→ WHAT TO WORK ON
Where a line of the material includes the string "must", copy that line.
---------------
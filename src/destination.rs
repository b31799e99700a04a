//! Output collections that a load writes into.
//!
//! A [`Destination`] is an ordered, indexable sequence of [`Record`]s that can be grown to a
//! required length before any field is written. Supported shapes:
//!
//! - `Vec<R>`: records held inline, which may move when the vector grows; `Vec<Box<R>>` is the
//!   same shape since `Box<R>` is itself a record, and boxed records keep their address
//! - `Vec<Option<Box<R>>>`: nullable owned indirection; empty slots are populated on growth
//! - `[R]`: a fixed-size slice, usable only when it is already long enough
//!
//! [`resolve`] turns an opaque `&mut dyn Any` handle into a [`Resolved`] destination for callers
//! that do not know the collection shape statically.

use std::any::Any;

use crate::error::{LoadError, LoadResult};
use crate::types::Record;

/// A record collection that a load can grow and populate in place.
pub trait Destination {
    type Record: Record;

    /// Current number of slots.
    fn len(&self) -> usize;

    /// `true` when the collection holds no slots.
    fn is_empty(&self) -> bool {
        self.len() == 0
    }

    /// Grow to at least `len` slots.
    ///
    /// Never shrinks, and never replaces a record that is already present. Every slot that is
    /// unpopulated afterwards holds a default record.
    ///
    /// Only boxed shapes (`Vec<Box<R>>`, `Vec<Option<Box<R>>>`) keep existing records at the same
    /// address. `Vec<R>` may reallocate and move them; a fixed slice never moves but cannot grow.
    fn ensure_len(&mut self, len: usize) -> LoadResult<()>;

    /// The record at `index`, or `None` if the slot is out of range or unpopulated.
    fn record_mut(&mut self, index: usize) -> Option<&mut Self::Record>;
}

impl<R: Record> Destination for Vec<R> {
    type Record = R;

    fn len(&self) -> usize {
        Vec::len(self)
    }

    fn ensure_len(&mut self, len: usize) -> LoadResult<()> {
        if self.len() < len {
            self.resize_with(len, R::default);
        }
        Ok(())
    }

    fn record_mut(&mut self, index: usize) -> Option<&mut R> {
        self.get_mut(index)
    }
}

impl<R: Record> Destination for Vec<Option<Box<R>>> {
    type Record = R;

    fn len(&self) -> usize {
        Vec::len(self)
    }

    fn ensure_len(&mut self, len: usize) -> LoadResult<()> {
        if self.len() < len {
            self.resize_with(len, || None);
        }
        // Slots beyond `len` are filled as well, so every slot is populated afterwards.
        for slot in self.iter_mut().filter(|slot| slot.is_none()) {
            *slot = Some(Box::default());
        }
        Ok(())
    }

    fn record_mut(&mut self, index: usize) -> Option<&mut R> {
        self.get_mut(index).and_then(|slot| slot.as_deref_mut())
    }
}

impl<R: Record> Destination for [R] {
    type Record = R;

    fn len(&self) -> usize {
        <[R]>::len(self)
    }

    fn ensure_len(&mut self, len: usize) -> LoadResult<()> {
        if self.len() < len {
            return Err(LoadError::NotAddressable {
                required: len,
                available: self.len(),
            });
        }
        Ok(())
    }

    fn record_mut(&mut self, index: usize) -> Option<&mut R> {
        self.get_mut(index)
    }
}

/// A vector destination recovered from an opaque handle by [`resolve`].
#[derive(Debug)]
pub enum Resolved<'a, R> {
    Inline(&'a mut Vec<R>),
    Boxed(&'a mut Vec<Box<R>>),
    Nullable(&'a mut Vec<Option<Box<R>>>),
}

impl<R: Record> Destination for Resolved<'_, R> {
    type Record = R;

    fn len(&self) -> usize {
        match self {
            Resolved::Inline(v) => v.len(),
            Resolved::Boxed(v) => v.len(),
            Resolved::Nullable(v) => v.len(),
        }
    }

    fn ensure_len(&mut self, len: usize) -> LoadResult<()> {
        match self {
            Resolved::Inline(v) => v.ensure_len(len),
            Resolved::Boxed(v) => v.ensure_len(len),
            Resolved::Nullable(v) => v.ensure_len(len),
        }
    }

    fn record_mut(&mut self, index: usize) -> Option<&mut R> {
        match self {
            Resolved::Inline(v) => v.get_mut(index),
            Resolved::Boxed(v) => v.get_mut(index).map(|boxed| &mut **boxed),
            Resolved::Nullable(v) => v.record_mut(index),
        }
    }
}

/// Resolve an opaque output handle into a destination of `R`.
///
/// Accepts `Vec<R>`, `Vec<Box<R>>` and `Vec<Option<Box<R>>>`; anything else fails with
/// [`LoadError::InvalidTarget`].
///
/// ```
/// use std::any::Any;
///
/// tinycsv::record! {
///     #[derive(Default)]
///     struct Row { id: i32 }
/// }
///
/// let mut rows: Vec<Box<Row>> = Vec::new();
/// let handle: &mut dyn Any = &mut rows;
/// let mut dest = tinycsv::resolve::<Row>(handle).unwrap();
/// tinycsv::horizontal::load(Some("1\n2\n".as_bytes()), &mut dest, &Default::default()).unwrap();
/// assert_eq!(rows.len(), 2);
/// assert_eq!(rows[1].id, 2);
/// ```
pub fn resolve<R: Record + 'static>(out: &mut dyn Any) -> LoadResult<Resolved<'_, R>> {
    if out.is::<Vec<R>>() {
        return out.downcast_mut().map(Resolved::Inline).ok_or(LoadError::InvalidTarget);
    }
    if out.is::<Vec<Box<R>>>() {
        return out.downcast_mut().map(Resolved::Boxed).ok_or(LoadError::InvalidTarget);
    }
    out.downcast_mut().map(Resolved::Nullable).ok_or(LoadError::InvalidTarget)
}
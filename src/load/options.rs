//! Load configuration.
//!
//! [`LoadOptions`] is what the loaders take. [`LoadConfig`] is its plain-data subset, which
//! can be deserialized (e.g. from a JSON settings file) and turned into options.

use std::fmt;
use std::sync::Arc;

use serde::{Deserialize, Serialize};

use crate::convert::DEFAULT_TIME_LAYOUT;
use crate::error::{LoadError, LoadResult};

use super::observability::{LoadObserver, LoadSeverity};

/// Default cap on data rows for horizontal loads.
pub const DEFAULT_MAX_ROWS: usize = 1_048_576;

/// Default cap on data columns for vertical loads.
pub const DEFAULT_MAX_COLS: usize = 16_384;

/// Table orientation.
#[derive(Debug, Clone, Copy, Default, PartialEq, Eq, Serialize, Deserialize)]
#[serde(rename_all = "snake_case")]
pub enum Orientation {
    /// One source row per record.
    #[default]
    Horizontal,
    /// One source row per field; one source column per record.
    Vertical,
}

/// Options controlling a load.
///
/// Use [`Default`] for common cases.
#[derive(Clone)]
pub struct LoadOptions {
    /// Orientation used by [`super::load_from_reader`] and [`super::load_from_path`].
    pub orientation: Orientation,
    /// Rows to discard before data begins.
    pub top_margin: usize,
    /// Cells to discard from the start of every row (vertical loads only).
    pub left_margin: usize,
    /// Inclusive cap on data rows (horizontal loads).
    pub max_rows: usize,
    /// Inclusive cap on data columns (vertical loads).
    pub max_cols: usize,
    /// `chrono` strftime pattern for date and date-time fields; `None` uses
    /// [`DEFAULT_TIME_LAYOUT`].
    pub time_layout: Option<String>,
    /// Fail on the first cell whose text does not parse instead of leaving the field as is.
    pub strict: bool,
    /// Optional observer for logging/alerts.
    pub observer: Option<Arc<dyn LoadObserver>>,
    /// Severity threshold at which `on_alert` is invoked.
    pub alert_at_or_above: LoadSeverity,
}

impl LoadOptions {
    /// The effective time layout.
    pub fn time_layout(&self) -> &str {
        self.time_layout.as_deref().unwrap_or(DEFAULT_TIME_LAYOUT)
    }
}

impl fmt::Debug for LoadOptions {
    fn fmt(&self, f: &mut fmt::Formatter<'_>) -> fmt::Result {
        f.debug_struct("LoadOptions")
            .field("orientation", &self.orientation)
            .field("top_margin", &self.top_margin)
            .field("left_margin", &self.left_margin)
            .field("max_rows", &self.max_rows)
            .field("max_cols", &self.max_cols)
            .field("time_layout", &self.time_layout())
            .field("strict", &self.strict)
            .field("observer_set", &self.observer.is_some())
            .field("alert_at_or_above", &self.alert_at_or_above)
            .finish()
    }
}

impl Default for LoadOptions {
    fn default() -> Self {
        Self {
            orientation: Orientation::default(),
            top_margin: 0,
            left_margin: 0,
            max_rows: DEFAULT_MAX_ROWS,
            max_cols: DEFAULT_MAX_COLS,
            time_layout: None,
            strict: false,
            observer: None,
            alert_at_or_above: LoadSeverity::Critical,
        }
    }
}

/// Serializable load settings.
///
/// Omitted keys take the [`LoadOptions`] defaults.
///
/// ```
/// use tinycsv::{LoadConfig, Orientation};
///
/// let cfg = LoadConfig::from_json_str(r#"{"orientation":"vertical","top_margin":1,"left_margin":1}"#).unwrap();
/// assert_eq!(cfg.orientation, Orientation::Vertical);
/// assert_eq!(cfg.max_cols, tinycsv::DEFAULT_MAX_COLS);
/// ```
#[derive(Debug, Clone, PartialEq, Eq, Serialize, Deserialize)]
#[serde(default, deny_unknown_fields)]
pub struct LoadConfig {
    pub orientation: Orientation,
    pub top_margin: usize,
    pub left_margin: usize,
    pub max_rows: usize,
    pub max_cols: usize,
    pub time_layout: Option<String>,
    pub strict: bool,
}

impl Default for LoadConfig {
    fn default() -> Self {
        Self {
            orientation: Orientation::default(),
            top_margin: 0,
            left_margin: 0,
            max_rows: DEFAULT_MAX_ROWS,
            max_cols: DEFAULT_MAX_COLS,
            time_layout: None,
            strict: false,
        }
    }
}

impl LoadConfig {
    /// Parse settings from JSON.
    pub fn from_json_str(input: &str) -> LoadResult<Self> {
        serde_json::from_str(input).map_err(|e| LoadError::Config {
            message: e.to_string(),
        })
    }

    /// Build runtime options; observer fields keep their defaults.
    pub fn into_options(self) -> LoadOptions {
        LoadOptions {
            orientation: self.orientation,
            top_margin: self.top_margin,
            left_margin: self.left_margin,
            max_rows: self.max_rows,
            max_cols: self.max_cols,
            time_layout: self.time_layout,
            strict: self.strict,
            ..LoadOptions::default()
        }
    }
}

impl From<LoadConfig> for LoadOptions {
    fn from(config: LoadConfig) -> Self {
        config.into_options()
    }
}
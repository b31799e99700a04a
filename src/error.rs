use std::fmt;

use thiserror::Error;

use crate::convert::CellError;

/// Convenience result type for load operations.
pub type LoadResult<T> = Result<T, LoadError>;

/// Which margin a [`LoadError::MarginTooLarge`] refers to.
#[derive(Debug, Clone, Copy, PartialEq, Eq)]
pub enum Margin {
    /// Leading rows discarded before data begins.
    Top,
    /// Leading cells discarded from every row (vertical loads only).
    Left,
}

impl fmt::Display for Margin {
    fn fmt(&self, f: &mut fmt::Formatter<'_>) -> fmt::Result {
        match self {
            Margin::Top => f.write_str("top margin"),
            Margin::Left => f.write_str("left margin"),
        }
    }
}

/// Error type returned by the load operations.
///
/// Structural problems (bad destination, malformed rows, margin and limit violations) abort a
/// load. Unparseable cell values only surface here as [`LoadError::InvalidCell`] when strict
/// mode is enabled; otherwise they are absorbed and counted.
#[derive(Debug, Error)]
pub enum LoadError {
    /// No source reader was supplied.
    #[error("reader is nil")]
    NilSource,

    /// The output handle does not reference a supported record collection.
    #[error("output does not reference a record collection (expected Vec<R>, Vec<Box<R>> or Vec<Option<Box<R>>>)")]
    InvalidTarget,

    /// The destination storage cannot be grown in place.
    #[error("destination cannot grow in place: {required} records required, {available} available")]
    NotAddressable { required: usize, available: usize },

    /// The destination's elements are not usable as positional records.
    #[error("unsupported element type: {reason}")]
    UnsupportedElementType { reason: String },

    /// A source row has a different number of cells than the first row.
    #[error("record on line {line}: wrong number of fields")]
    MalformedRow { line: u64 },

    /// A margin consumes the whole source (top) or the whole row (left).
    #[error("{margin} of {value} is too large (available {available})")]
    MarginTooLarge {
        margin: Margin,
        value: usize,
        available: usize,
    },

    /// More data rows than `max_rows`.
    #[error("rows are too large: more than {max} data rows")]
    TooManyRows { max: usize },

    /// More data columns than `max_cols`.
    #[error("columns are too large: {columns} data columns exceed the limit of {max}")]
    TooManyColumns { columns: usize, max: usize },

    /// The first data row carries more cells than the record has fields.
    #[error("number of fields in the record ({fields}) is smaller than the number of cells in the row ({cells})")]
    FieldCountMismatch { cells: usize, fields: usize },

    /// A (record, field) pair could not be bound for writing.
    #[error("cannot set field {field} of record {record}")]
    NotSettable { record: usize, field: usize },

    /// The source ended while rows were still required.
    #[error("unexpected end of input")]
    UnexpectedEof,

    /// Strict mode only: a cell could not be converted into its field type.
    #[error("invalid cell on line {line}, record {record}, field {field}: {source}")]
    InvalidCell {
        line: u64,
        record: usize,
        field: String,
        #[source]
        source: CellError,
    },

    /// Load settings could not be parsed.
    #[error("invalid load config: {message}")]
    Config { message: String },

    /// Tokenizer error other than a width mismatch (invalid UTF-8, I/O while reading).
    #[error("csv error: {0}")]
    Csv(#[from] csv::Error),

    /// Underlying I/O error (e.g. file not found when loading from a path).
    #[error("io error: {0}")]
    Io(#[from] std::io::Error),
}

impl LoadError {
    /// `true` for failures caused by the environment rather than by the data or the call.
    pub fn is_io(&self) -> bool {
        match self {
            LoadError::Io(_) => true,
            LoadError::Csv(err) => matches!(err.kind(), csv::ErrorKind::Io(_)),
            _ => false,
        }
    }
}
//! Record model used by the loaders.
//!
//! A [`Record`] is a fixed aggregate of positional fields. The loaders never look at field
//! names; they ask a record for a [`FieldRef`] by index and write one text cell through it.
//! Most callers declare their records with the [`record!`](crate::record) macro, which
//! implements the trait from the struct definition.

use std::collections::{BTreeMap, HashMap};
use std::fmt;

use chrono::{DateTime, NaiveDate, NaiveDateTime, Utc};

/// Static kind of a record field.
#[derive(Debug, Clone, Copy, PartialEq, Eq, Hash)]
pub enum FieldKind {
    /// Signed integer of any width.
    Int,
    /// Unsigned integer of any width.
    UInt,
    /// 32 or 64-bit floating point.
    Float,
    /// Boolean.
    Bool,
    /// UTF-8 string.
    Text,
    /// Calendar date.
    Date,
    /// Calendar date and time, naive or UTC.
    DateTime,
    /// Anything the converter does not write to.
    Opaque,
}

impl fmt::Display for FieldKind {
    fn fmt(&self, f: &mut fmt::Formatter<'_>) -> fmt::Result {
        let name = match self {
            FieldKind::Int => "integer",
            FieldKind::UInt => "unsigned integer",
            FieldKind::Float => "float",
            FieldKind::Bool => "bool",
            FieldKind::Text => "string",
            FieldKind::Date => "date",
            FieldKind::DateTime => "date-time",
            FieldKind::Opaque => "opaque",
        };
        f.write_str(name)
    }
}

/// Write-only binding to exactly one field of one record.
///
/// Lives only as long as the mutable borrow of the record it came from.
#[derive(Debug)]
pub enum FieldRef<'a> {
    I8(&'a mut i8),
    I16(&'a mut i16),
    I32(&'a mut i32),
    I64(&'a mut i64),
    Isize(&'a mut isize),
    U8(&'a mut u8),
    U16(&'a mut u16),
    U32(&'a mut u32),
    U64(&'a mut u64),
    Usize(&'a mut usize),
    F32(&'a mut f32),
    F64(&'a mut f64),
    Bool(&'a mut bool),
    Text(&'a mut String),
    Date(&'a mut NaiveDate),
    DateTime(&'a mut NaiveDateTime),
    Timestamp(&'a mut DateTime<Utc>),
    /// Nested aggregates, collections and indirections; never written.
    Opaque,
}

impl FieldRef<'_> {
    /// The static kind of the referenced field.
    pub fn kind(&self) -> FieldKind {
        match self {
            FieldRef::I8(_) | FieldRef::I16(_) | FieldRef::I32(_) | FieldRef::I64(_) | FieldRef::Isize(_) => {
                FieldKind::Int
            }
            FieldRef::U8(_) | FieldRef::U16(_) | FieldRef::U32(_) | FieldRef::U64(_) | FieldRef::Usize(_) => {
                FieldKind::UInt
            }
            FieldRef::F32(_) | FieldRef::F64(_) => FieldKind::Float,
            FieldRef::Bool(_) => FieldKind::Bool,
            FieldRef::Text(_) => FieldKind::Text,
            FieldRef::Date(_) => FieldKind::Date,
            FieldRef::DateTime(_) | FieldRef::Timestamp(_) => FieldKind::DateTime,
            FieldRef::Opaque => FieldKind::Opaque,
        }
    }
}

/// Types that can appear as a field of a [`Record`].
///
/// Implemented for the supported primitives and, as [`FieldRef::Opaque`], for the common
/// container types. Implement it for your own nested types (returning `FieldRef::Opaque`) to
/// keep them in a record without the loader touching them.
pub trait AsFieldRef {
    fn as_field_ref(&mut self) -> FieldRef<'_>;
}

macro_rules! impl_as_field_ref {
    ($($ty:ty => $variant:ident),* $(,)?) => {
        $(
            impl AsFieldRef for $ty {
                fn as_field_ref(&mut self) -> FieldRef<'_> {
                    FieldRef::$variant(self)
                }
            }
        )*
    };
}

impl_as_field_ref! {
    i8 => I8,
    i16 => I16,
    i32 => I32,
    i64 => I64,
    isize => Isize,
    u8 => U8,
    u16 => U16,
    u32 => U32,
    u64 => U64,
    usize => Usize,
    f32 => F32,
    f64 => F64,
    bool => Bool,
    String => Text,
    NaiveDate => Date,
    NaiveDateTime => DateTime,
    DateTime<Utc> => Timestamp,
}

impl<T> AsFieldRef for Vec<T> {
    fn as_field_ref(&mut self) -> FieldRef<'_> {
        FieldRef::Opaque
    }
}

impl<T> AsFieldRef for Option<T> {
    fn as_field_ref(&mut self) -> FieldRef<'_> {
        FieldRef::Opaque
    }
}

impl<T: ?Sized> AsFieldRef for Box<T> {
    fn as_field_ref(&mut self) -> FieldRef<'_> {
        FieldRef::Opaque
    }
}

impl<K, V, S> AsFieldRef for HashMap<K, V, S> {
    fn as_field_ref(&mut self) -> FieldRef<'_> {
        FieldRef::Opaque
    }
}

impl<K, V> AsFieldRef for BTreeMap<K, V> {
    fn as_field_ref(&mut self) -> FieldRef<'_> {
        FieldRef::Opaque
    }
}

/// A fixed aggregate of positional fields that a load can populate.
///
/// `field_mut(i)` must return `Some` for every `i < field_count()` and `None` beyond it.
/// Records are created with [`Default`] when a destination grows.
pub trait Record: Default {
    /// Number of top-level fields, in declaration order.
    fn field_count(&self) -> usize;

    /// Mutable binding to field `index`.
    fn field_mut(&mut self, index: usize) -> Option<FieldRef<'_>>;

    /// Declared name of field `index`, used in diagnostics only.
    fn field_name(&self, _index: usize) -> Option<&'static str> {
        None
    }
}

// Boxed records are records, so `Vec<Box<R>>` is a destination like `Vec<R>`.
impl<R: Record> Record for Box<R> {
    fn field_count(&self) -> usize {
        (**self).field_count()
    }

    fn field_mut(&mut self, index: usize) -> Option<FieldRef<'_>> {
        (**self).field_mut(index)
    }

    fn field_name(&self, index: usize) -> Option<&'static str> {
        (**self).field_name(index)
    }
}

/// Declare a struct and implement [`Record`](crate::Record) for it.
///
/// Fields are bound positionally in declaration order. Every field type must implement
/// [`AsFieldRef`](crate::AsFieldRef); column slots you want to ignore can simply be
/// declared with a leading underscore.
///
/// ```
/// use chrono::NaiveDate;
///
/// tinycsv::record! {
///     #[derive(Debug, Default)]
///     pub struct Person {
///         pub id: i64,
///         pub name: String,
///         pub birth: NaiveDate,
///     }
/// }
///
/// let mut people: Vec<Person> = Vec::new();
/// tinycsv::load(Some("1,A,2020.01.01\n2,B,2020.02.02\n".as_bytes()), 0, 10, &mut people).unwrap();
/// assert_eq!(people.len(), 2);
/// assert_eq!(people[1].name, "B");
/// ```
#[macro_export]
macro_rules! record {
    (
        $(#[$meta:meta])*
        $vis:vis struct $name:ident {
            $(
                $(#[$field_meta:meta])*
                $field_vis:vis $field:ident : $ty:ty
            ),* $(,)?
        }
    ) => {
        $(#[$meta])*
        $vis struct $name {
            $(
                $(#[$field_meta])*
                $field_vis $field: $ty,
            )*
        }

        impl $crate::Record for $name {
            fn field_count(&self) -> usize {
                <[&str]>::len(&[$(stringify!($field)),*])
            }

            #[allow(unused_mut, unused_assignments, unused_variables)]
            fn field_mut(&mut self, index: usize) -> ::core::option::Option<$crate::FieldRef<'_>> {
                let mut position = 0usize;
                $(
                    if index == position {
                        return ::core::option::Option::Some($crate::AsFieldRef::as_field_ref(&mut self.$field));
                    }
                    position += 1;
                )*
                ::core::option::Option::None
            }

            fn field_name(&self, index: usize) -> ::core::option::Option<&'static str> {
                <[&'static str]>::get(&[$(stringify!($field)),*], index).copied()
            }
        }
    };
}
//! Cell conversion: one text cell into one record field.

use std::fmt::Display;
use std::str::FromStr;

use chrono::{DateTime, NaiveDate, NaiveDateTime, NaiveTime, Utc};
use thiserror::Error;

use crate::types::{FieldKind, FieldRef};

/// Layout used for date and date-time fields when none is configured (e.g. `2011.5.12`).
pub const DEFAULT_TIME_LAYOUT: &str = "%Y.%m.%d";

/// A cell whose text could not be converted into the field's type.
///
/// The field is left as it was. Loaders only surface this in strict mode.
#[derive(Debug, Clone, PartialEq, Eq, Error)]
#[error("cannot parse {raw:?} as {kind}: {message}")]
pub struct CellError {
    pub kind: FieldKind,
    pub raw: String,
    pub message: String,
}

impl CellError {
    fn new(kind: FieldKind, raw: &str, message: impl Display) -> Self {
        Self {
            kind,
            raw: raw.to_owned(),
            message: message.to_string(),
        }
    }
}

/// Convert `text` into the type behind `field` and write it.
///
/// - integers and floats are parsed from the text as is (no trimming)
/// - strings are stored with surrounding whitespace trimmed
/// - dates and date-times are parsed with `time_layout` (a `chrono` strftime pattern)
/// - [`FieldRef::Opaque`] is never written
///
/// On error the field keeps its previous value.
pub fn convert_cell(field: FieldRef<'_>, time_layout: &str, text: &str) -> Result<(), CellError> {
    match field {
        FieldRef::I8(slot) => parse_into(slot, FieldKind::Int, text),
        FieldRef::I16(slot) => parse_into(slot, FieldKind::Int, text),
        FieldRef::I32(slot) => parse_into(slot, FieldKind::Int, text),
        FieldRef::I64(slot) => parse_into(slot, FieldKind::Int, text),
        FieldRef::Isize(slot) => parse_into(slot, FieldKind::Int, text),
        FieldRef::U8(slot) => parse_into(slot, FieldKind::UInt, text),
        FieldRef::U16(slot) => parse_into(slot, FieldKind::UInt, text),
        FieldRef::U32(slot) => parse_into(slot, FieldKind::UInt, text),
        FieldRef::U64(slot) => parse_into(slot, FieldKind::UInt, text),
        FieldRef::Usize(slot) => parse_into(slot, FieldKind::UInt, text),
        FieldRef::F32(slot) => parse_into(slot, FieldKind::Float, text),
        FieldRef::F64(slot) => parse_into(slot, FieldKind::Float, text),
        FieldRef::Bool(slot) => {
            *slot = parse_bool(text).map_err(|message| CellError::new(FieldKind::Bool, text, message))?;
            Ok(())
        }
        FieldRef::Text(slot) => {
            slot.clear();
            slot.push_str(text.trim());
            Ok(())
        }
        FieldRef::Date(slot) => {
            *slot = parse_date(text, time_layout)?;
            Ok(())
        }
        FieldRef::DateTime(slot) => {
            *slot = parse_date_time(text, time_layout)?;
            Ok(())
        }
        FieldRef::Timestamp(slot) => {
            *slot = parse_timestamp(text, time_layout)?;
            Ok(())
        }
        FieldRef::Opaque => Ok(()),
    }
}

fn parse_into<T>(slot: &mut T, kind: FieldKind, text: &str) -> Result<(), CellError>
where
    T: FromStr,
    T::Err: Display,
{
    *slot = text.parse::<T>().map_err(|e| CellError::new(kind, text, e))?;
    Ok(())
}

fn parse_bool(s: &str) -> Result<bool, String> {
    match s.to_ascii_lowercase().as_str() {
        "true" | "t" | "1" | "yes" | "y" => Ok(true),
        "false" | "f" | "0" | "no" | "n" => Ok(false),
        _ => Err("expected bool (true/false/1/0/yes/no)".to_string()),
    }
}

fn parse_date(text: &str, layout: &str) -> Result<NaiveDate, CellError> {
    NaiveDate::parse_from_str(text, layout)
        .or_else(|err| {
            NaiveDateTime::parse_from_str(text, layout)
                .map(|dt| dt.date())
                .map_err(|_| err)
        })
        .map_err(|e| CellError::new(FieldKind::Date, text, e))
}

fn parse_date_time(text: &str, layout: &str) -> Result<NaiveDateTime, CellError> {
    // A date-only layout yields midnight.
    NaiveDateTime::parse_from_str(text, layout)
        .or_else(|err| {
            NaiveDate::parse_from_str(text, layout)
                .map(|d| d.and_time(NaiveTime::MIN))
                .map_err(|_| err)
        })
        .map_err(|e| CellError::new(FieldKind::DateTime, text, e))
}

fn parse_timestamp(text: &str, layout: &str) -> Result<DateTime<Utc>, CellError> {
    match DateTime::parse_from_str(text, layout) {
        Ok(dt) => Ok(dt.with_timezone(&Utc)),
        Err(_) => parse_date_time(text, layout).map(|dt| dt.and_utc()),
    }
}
---------------
→ ANSWER SPACE
/// `field_mut(i)` must return `Some` for every `i < field_count()` and `None` beyond it.
/// Fields are bound positionally in declaration order. Every field type must implement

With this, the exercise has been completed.